Hong Kong-based CMS markets an array of medicines in China, including a methotrexate injection for psoriasis, a diazepam nasal spray for seizures and desidustat tablets for anemia. The company sealed a separate pact with Insilico five months ago that spanned multiple undisclosed projects for CNS and autoimmune diseases.
Feng Ren, Ph.D., co-CEO and chief scientific officer of Insilico, said the February partnership “has been seamless and productive since its inception.”
“In this new program, we value the input from the CMS commercialization team and are proud of the innovative mechanism of action identified by PandaOmics, which streamlines the development of high-potential drugs, enhancing translational efficiency, and accelerating the transition of molecules from 'proof of concept' to life-changing patient therapies,” Ren added.

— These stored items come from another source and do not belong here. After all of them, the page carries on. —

//! # plx-xr
//!
//! XR capability detection and immersive-session negotiation for Parallax.
//!
//! [`probe`] answers "which immersive buttons should render?", advisory
//! only. [`negotiator`] answers a button press by walking an ordered
//! fallback cascade (native XR session → iOS Quick Look → Android Scene
//! Viewer intent → 360° viewer) expressed as data in [`cascade`], never as
//! nested control flow. Platform primitives (the XR session API, the
//! `rel=ar` anchor, intent navigation, popup windows) are consumed through
//! the injected seams in [`capabilities`], so everything here is testable
//! without a browser.

pub mod capabilities;
pub mod cascade;
pub mod negotiator;
pub mod probe;
pub mod strategies;

mod error;

pub use capabilities::{
    ImmersiveGateway, PlatformInfo, PopupOutcome, UserNotifier, XrRuntime, XrSessionMode,
};
pub use cascade::{CascadeStep, NegotiationContext, NegotiationReport};
pub use error::XrError;
pub use negotiator::{ImmersiveMode, ImmersiveSessionNegotiator, NegotiatorServices};
pub use probe::XrCapabilityProbe;
//! Catalog and capability entities.
//!
//! `ModelAsset` rows are owned by the upstream catalog service; Parallax
//! only reads them. `XrSupport` and `ImmersiveAttempt` are transient,
//! recomputed per probe / per negotiation run, and never persisted.

use chrono::{DateTime, Utc};
use schemars::JsonSchema;
use serde::{Deserialize, Serialize};

use crate::enums::{AssetKind, AttemptOutcome, DeliveryKind, ImmersiveStrategy, Platform};

/// One uploaded asset as the catalog reports it.
#[derive(Debug, Clone, PartialEq, Eq, Serialize, Deserialize, JsonSchema)]
pub struct ModelAsset {
    /// Storage key (unique within the owner's bucket namespace).
    pub name: String,
    /// Original file name as uploaded. The name minus its `.glb`/`.usdz`
    /// extension is the companion pairing key.
    pub file_name: String,
    pub file_type: AssetKind,
    pub size_bytes: u64,
    pub owner_id: String,
    pub uploaded_at: DateTime<Utc>,
}

impl ModelAsset {
    /// The delivery format, if this asset is a pairable 3D model file.
    #[must_use]
    pub fn delivery_kind(&self) -> Option<DeliveryKind> {
        if self.file_type != AssetKind::Model {
            return None;
        }
        DeliveryKind::from_file_name(&self.file_name)
    }

    /// File name with the pairing extension stripped (case-insensitive).
    ///
    /// Non-model files return the full file name unchanged.
    #[must_use]
    pub fn base_name(&self) -> &str {
        match self.delivery_kind() {
            Some(_) => self
                .file_name
                .rsplit_once('.')
                .map_or(self.file_name.as_str(), |(stem, _)| stem),
            None => self.file_name.as_str(),
        }
    }
}

/// XR capability snapshot for one browsing context.
///
/// Advisory only: it gates which immersive buttons are rendered. The
/// negotiator re-verifies support at invocation time, since permissions can
/// change between probe and click.
#[derive(Debug, Clone, Copy, PartialEq, Eq, Serialize, Deserialize, JsonSchema)]
pub struct XrSupport {
    pub ar_supported: bool,
    pub vr_supported: bool,
    pub platform: Platform,
}

impl XrSupport {
    /// A snapshot reporting no immersive support at all.
    #[must_use]
    pub const fn none(platform: Platform) -> Self {
        Self {
            ar_supported: false,
            vr_supported: false,
            platform,
        }
    }

    /// A snapshot reporting both modes supported.
    ///
    /// Used when detection itself fails: the buttons stay visible and the
    /// cascade's own failure handling does the real gatekeeping.
    #[must_use]
    pub const fn optimistic(platform: Platform) -> Self {
        Self {
            ar_supported: true,
            vr_supported: true,
            platform,
        }
    }
}

/// Ephemeral record of one cascade step's attempt and outcome.
#[derive(Debug, Clone, Copy, PartialEq, Eq, Serialize, Deserialize, JsonSchema)]
pub struct ImmersiveAttempt {
    pub strategy: ImmersiveStrategy,
    pub outcome: AttemptOutcome,
}

impl ImmersiveAttempt {
    #[must_use]
    pub const fn new(strategy: ImmersiveStrategy, outcome: AttemptOutcome) -> Self {
        Self { strategy, outcome }
    }
}
//! User-initiated immersive entry.
//!
//! `enter` is best-effort UX, not a critical path: it always completes,
//! every step failure is swallowed after being logged and recorded, and the
//! already-rendered 3D content is never disturbed. Only a fully exhausted
//! cascade surfaces a user-visible "not supported" message.

use std::sync::Arc;

use plx_core::{
    AttemptOutcome, EventSink, ImmersiveAttempt, ImmersiveStrategy, Platform, ViewerEvent,
};
use plx_resolve::{ResolverContext, SignedUrlGate, UsdzAvailabilityApi};

use crate::capabilities::{ImmersiveGateway, PlatformInfo, UserNotifier, XrRuntime, XrSessionMode};
use crate::cascade::{CascadeStep, NegotiationContext, NegotiationReport, run_cascade};
use crate::strategies::{QuickLookStep, SceneViewerStep, Vr360Step, WebXrStep};

/// Which immersive experience the user asked for.
#[derive(Debug, Clone, Copy, PartialEq, Eq)]
pub enum ImmersiveMode {
    Ar,
    Vr,
}

/// The injected seams one negotiator instance drives.
pub struct NegotiatorServices {
    pub runtime: Arc<dyn XrRuntime>,
    pub gateway: Arc<dyn ImmersiveGateway>,
    pub notifier: Arc<dyn UserNotifier>,
    pub sink: Arc<dyn EventSink>,
    pub availability: Arc<dyn UsdzAvailabilityApi>,
    pub gate: SignedUrlGate,
}

/// Executes the ordered fallback cascade for one viewer instance.
pub struct ImmersiveSessionNegotiator {
    notifier: Arc<dyn UserNotifier>,
    sink: Arc<dyn EventSink>,
    platform: PlatformInfo,
    ar_steps: Vec<Box<dyn CascadeStep>>,
    vr_steps: Vec<Box<dyn CascadeStep>>,
}

impl ImmersiveSessionNegotiator {
    /// Wire the cascade step lists from the injected services.
    #[must_use]
    pub fn new(
        services: NegotiatorServices,
        resolver_ctx: ResolverContext,
        viewer_360_path: impl Into<String>,
        platform: PlatformInfo,
    ) -> Self {
        let NegotiatorServices {
            runtime,
            gateway,
            notifier,
            sink,
            availability,
            gate,
        } = services;

        let ar_steps: Vec<Box<dyn CascadeStep>> = vec![
            Box::new(WebXrStep::new(runtime.clone(), XrSessionMode::ImmersiveAr)),
            Box::new(QuickLookStep::new(
                availability,
                gateway.clone(),
                notifier.clone(),
                resolver_ctx.protected_segment.clone(),
            )),
            Box::new(SceneViewerStep::new(
                gate,
                resolver_ctx.clone(),
                gateway.clone(),
            )),
        ];

        let vr_steps: Vec<Box<dyn CascadeStep>> = vec![
            Box::new(WebXrStep::new(runtime, XrSessionMode::ImmersiveVr)),
            Box::new(Vr360Step::new(
                gateway,
                notifier.clone(),
                resolver_ctx.origin,
                viewer_360_path.into(),
            )),
        ];

        Self {
            notifier,
            sink,
            platform,
            ar_steps,
            vr_steps,
        }
    }

    /// Enter an immersive experience. Always completes.
    ///
    /// Cascade step failures are logged, recorded to the sink, and skipped
    /// past; only a fully exhausted cascade produces a user-visible message.
    pub async fn enter(
        &self,
        mode: ImmersiveMode,
        model_url: &str,
        usdz_url: Option<&str>,
        credential: Option<&str>,
    ) -> NegotiationReport {
        let ctx = NegotiationContext {
            model_url: model_url.to_string(),
            usdz_url: usdz_url.map(ToString::to_string),
            credential: credential.map(ToString::to_string),
            platform: self.platform,
        };

        let steps = match mode {
            ImmersiveMode::Ar => &self.ar_steps,
            ImmersiveMode::Vr => &self.vr_steps,
        };

        let mut report = run_cascade(steps, &ctx, self.sink.as_ref()).await;

        if report.exhausted() {
            let attempt =
                ImmersiveAttempt::new(ImmersiveStrategy::None, AttemptOutcome::Unsupported);
            self.sink
                .record(&ViewerEvent::immersive_attempt(attempt, Some(model_url)));
            report.attempts.push(attempt);
            self.notifier.notify(self.exhaustion_message(mode));
        }

        report
    }

    const fn exhaustion_message(&self, mode: ImmersiveMode) -> &'static str {
        match mode {
            ImmersiveMode::Ar => "AR is not supported on this device.",
            ImmersiveMode::Vr => match self.platform.platform {
                Platform::Ios | Platform::Android => {
                    "Couldn't start the 360° viewer on this device."
                }
                Platform::Desktop | Platform::Other => "VR requires a headset on this device.",
            },
        }
    }
}
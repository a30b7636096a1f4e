//! Dense tile map owned by a level.

use pacman_core::{Event, Point, Tile};

use crate::WorldError;

/// Rectangular tile map with an implicit wall border.
///
/// Tiles are stored row-major, so the cell at `(x, y)` lives at index
/// `y * width + x`. The number of consumables left is computed once at
/// construction and then maintained on every [`Grid::set`].
#[derive(Clone, Debug, PartialEq, Eq)]
pub struct Grid {
    width: u32,
    height: u32,
    tiles: Vec<Tile>,
    remaining: u32,
}

impl Grid {
    /// Builds a grid from row-major tiles.
    ///
    /// Fails with [`WorldError::InvalidArgument`] when either dimension is
    /// zero or when `tiles` does not hold exactly `width * height` entries.
    pub fn new(width: u32, height: u32, tiles: Vec<Tile>) -> Result<Self, WorldError> {
        if width == 0 {
            return Err(WorldError::InvalidArgument("grid width must be positive".into()));
        }
        if height == 0 {
            return Err(WorldError::InvalidArgument(
                "grid height must be positive".into(),
            ));
        }
        let expected = u64::from(width) * u64::from(height);
        if expected != tiles.len() as u64 {
            return Err(WorldError::InvalidArgument(format!(
                "grid of {width}x{height} needs {expected} tiles, got {}",
                tiles.len()
            )));
        }

        let remaining = count_consumables(&tiles);
        Ok(Self {
            width,
            height,
            tiles,
            remaining,
        })
    }

    /// Number of columns.
    #[must_use]
    pub const fn width(&self) -> u32 {
        self.width
    }

    /// Number of rows.
    #[must_use]
    pub const fn height(&self) -> u32 {
        self.height
    }

    /// Row-major view of every tile.
    #[must_use]
    pub fn tiles(&self) -> &[Tile] {
        &self.tiles
    }

    /// Consumables left on the grid.
    #[must_use]
    pub const fn remaining_count(&self) -> u32 {
        self.remaining
    }

    /// Reports whether `position` lies inside the grid.
    #[must_use]
    pub fn contains(&self, position: Point) -> bool {
        self.index(position).is_some()
    }

    /// Returns the tile at `position`; every cell outside the grid is a wall.
    #[must_use]
    pub fn get(&self, position: Point) -> Tile {
        self.index(position)
            .and_then(|index| self.tiles.get(index).copied())
            .unwrap_or(Tile::Wall)
    }

    /// Replaces the tile at `position` and records the resulting notification.
    ///
    /// Pushes [`Event::GridCleared`] when this very mutation removed the last
    /// consumable, and [`Event::GridChanged`] otherwise, including rewrites of
    /// a grid that was already empty. Returns the tile that was replaced.
    pub fn set(
        &mut self,
        position: Point,
        tile: Tile,
        out_events: &mut Vec<Event>,
    ) -> Result<Tile, WorldError> {
        let index = self.index(position).ok_or(WorldError::OutOfBounds(position))?;
        let previous = std::mem::replace(&mut self.tiles[index], tile);

        let mut cleared = false;
        match (previous.is_consumable(), tile.is_consumable()) {
            (true, false) => {
                self.remaining -= 1;
                cleared = self.remaining == 0;
            }
            (false, true) => self.remaining += 1,
            _ => {}
        }

        if cleared {
            out_events.push(Event::GridCleared { position });
        } else {
            out_events.push(Event::GridChanged {
                position,
                tile,
                remaining: self.remaining,
            });
        }
        Ok(previous)
    }

    fn index(&self, position: Point) -> Option<usize> {
        let x = u32::try_from(position.x()).ok()?;
        let y = u32::try_from(position.y()).ok()?;
        if x < self.width && y < self.height {
            let width = usize::try_from(self.width).ok()?;
            Some(usize::try_from(y).ok()? * width + usize::try_from(x).ok()?)
        } else {
            None
        }
    }
}

fn count_consumables(tiles: &[Tile]) -> u32 {
    tiles.iter().filter(|tile| tile.is_consumable()).count() as u32
}
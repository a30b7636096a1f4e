#![deny(
    unsafe_code,
    missing_docs,
    dead_code,
    unused_results,
    non_snake_case,
    unreachable_pub
)]

//! Headless command-line runner for the PacMan simulation.
//!
//! Plays every level of a directory on the tick clock, steering the player
//! with a scripted move string, and records the result in a champions table.

mod config;
mod pilot;

use std::{
    path::PathBuf,
    sync::{mpsc, Arc},
    time::Duration,
};

use anyhow::{Context, Result};
use clap::Parser;
use log::{info, warn};
use pacman_core::{Direction, Event, Observer};
use pacman_system_champions::ChampionsTable;
use pacman_system_game::{DirectorySource, Game, Session};

use crate::{
    config::CliConfig,
    pilot::{parse_script, Pilot},
};

const POLL_INTERVAL: Duration = Duration::from_millis(20);

/// Command-line arguments accepted by the runner.
#[derive(Debug, Parser)]
#[command(name = "pacman", version, about = "Plays PacMan levels headlessly")]
struct Args {
    /// Directory holding the level files, played in file name order.
    #[arg(long, default_value = "levels")]
    levels: PathBuf,
    /// Optional TOML configuration file.
    #[arg(long)]
    config: Option<PathBuf>,
    /// Moves to play, one per cell reached, e.g. "RRDDL".
    #[arg(long, default_value = "")]
    moves: String,
    /// Best score carried over from previous sessions.
    #[arg(long)]
    best_score: Option<u32>,
    /// Name recorded in the champions table.
    #[arg(long)]
    name: Option<String>,
    /// Ticks after which the session is abandoned.
    #[arg(long)]
    max_ticks: Option<u64>,
    /// Milliseconds between two ticks.
    #[arg(long)]
    interval_ms: Option<u64>,
}

/// State of the game once the runner stopped.
#[derive(Debug)]
struct Outcome {
    won: bool,
    finished: bool,
    game_score: u32,
    best_score: u32,
    level: usize,
    levels: usize,
    ticks: u64,
}

fn main() -> Result<()> {
    env_logger::Builder::from_env(env_logger::Env::default().default_filter_or("info")).init();

    let args = Args::parse();
    let config = resolve_config(&args)?;
    let steps = parse_script(&args.moves)?;
    let mut champions = ChampionsTable::with_capacity(config.champions.capacity)
        .context("invalid champions configuration")?;

    let best_score = seed_best_score(config.session.best_score, &champions);
    let outcome = play(&args, &config, best_score, steps)?;
    report(&outcome);

    if outcome.finished && champions.is_new_record(outcome.game_score) {
        if let Some(rank) = champions.add_result(outcome.game_score, &config.session.player_name)? {
            println!("new champion at rank {rank}:");
            for (place, champion) in champions.entries().iter().enumerate() {
                println!("{:>3}. {:<16} {}", place + 1, champion.name, champion.score);
            }
        }
    }
    Ok(())
}

fn resolve_config(args: &Args) -> Result<CliConfig> {
    let mut config = match &args.config {
        Some(path) => CliConfig::load(path)?,
        None => CliConfig::default(),
    };
    if let Some(interval_ms) = args.interval_ms {
        config.clock.interval_ms = interval_ms;
    }
    if let Some(best_score) = args.best_score {
        config.session.best_score = best_score;
    }
    if let Some(name) = &args.name {
        config.session.player_name = name.clone();
    }
    if let Some(max_ticks) = args.max_ticks {
        config.session.max_ticks = max_ticks;
    }
    Ok(config)
}

/// Best score a new game starts from: the configured one or the table's best.
fn seed_best_score(configured: u32, champions: &ChampionsTable) -> u32 {
    configured.max(champions.best_score())
}

fn play(
    args: &Args,
    config: &CliConfig,
    best_score: u32,
    steps: Vec<Direction>,
) -> Result<Outcome> {
    let mut session = Session::new(Game::default(), config.interval());
    let pilot = Arc::new(Pilot::new(session.game().intent(), steps));
    let (sender, receiver) = mpsc::channel();
    let forwarder: Arc<dyn Observer> = Arc::new(move |event: &Event| {
        if matches!(event, Event::LevelLoaded { .. } | Event::LevelFinished { .. }) {
            let _ = sender.send(event.clone());
        }
    });
    {
        let mut game = session.game();
        let _ = game.register_observer(Arc::clone(&pilot) as Arc<dyn Observer>);
        let _ = game.register_observer(forwarder);
    }

    session
        .new_game(best_score, DirectorySource::new(&args.levels))
        .with_context(|| format!("cannot start a game from {}", args.levels.display()))?;
    pilot.engage();
    let _ = session.start();

    loop {
        match receiver.recv_timeout(POLL_INTERVAL) {
            Ok(Event::LevelLoaded { index, identifier }) => {
                info!("playing level {} ({identifier})", index + 1);
            }
            Ok(Event::LevelFinished {
                won: true,
                finished: false,
            }) => {
                if session.load_next_level()? {
                    let _ = session.start();
                }
            }
            Ok(Event::LevelFinished { .. }) => break,
            Ok(_) => {}
            Err(mpsc::RecvTimeoutError::Timeout) => {
                if !session.is_running() && !session.game().phase().is_terminal() {
                    warn!("tick clock stopped unexpectedly");
                    break;
                }
            }
            Err(mpsc::RecvTimeoutError::Disconnected) => break,
        }

        if session.game().ticks() >= config.session.max_ticks {
            session.pause();
            warn!("giving up after {} ticks", config.session.max_ticks);
            break;
        }
    }

    let game = session.game();
    Ok(Outcome {
        won: game.is_won(),
        finished: game.is_finished(),
        game_score: game.game_score(),
        best_score: game.best_score(),
        level: game.level_index().map_or(0, |index| index + 1),
        levels: game.level_count(),
        ticks: game.ticks(),
    })
}

fn report(outcome: &Outcome) {
    let verdict = match (outcome.finished, outcome.won) {
        (true, true) => "won",
        (true, false) => "lost",
        _ => "abandoned",
    };
    println!(
        "game {verdict} on level {}/{} after {} ticks: score {}, best {}",
        outcome.level, outcome.levels, outcome.ticks, outcome.game_score, outcome.best_score
    );
}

The latest agreement will see Insilico in line for $177 million in milestone payments as well as a slice of the royalties should a drug make it to market.
CMS Chairman Lam Kong said the company had been “deeply impressed by Insilico Medicine's capability and productivity in AI drug discovery.”
“Insilico Medicine's leadership in AI drug discovery platforms and data-driven R&D is strategically complementary to CMS' capabilities in innovative R&D and clinical translation,” Kong said. “In addition, CMS has built solid strengths in clinical development systems and efficiency regulatory submission expertise, and commercialization network coverage.”
The latest agreement continues a dealmaking streak for Cambridge, Massachusetts-headquartered Insilico following its Hong Kong IPO at the end of 2025. In CNS alone, the company penned an agreement with Fosun Pharma’s Hygtia Therapeutics in January to split rights on a brain-penetrant NLRP3 inhibitor initially for Parkinson’s disease, as well as a $2.5 billion biobucks pact with SK Biopharmaceuticals last month.
In March, the AI drug discovery specialist also expanded a deal originally signed a year ago with China’s Tenacia Biotechnology to include an additional asset “with defined properties for challenging neurological diseases.”
Beyond CNS, Insilico in March landed a major pact with Eli Lilly worth up to $2.75 billion. Under that project, Lilly paid $115 million upfront to secure exclusive worldwide licenses for certain preclinical oral therapeutics developed with insilico’s platform for undisclosed indications.
Insilico, which has a co-headquarters in Hong Kong, also recently signed a potential $888 million deal with Servier focused on cancer and an up-to-$120 million partnership with Qilu Pharmaceutical targeting cardiometabolic diseases.